The slain victims were Jackson Sparks, 8, Tamara Durand, 52, Jane Kulich, 52, Leanna “Lee” Owen, 71, Virginia Sorenson, 79, and Wilhelm Hospel, 81.

“What you won’t hear me do is argue facts,” the 40-year-old defendant asserted during closing arguments in the case against him, saying he believed that would take away from what should be recognized:  “the tragedy of this event.”

What he did do, however, was assert he did not mean to hurt people by driving through the parade crowd last Nov. 21. Often describing himself in the third person, he said he had no ill intent.

“I’ve never heard of someone intentionally trying to hurt someone while attempting to blow their horn,” he claimed.

Brooks, who prosecutors say had been fleeing after abusing his ex-girlfriend Erika Patterson, said that no one who knew him or spent time with him would think the parade incident was an intentional act.

In her closing argument, Waukesha County District Attorney Susan Opper argued that there is overwhelming evidence the deadly incident was, indeed, an intentional act. For example, Brooks did not stop driving.

“Just stop driving,” she said. “That’s it. It’s really that simple.”

Not one person would have been hurt that day if the defendant had just stopped, she said. Brooks drove at 30 miles an hour.

“That’s intentional,” she said.

Brooks plowed through 68 different people, even running over children, the prosecutor told the jury.

“How can you hit one and keep going?” Opper said. “How can you hit two and keep going? How can you hit three and keep going?”
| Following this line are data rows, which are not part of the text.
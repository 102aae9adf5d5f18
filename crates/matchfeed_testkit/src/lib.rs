//! # Matchfeed Testkit
//!
//! Test utilities for matchfeed.
//!
//! This crate provides:
//! - Germany vs Japan event files and their reference summary
//! - Property-based test generators using proptest
//! - A loopback broker speaking the server side of the protocol over TCP
//!
//! ## Usage
//!
//! ```rust,ignore
//! use matchfeed_testkit::prelude::*;
//!
//! #[tokio::test]
//! async fn joins_a_game() {
//!     let broker = LoopbackBroker::start().await.unwrap();
//!     let login = format!("login {} alice pass", broker.addr());
//!     // ... drive a client against the broker
//! }
//! ```

#![deny(unsafe_code)]
#![warn(missing_docs)]

pub mod broker;
pub mod fixtures;
pub mod generators;

/// Prelude module for convenient imports
pub mod prelude {
    pub use crate::broker::*;
    pub use crate::fixtures::*;
    pub use crate::generators::*;
}

pub use broker::*;
pub use fixtures::*;
pub use generators::*;
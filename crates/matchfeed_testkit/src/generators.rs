//! Property-based test generators using proptest.

use matchfeed_protocol::GameEvent;
use proptest::prelude::*;

/// Strategy for team names, possibly with spaces and hyphens.
pub fn team_name_strategy() -> impl Strategy<Value = String> {
    prop::string::string_regex("[A-Z][a-z]{2,8}([ -][A-Z][a-z]{2,8})?").expect("Invalid regex")
}

/// Strategy for game names the way users type them: two teams joined by
/// one of the accepted separators, in any letter case.
pub fn game_name_strategy() -> impl Strategy<Value = String> {
    (
        team_name_strategy(),
        prop::sample::select(vec!["_", "-", " ", "/", "__"]),
        team_name_strategy(),
        any::<bool>(),
    )
        .prop_map(|(a, sep, b, upper)| {
            let name = format!("{a}{sep}{b}");
            if upper {
                name.to_uppercase()
            } else {
                name
            }
        })
}

/// Strategy for update maps entries.
pub fn update_strategy() -> impl Strategy<Value = Vec<(String, String)>> {
    prop::collection::vec(
        (
            prop::string::string_regex("[a-z]{1,8}( [a-z]{1,8})?").expect("Invalid regex"),
            prop::string::string_regex("[a-z0-9%]{1,6}").expect("Invalid regex"),
        ),
        0..4,
    )
}

/// Strategy for game events between two fixed teams.
pub fn game_event_strategy(team_a: &str, team_b: &str) -> impl Strategy<Value = GameEvent> {
    let team_a = team_a.to_string();
    let team_b = team_b.to_string();
    (
        prop::sample::select(vec!["kickoff", "goal", "halftime", "final whistle", "yellow card"]),
        0i64..6000,
        update_strategy(),
        update_strategy(),
        prop::string::string_regex("[A-Za-z !,.]{0,40}").expect("Invalid regex"),
    )
        .prop_map(move |(name, time, general, team, description)| {
            let mut event = GameEvent::new(name, time)
                .with_teams(team_a.clone(), team_b.clone())
                .with_description(description);
            for (key, value) in general {
                event = event.with_general_update(key, value);
            }
            for (key, value) in team {
                event = event.with_team_a_update(key, value);
            }
            event
        })
}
She also said that Brooks made “veiled threats” to people after he fled the parade scene on foot and attempted to escape for good.

Brooks suggested in his closing that his SUV was malfunctioning. Opper objected, saying that fact was not in evidence and was a misstatement of the facts that were.

Contrary to Judge Jennifer Dorow’s admonitions to him in court, Brooks told jurors they had the power of nullification.

The judge and the defendant had strenuously argued out of jurors’ eat shots over this tactic. Dorow said that under case law, no party could argue for nullification. Brooks, who has constantly argued with the judge since representing himself in the case, did so anyway.

A self-professed sovereign citizen, Brooks also constantly suggested prior to closing arguments that the court lacked proof of subject matter jurisdiction.

So-called sovereign citizens assert that the government holds no true, legal sway over them because they, not the government, are the “sovereign.”

Subject matter jurisdiction is a question of whether a particular court has the power to hear a particular case or controversy.  That is not a realistic issue in this case.  Here, Brooks is being tried before a Wisconsin circuit court judge in Waukesha County.  The incident in question happened in that county, and state courts are courts of general jurisdiction when it comes to the subject of criminal law.

Subject matter jurisdiction is an issue, e.g., if a plaintiff filed a trademark case in a local probate court.  Trademark cases belong in federal court.  Probate courts handle decedents’ estates.

Speaking at length about his children, the defendant also said that he believed in Jesus Christ.

“That’s how I was raised. That’s what I believe in.”

The case is now in the hands of the jury.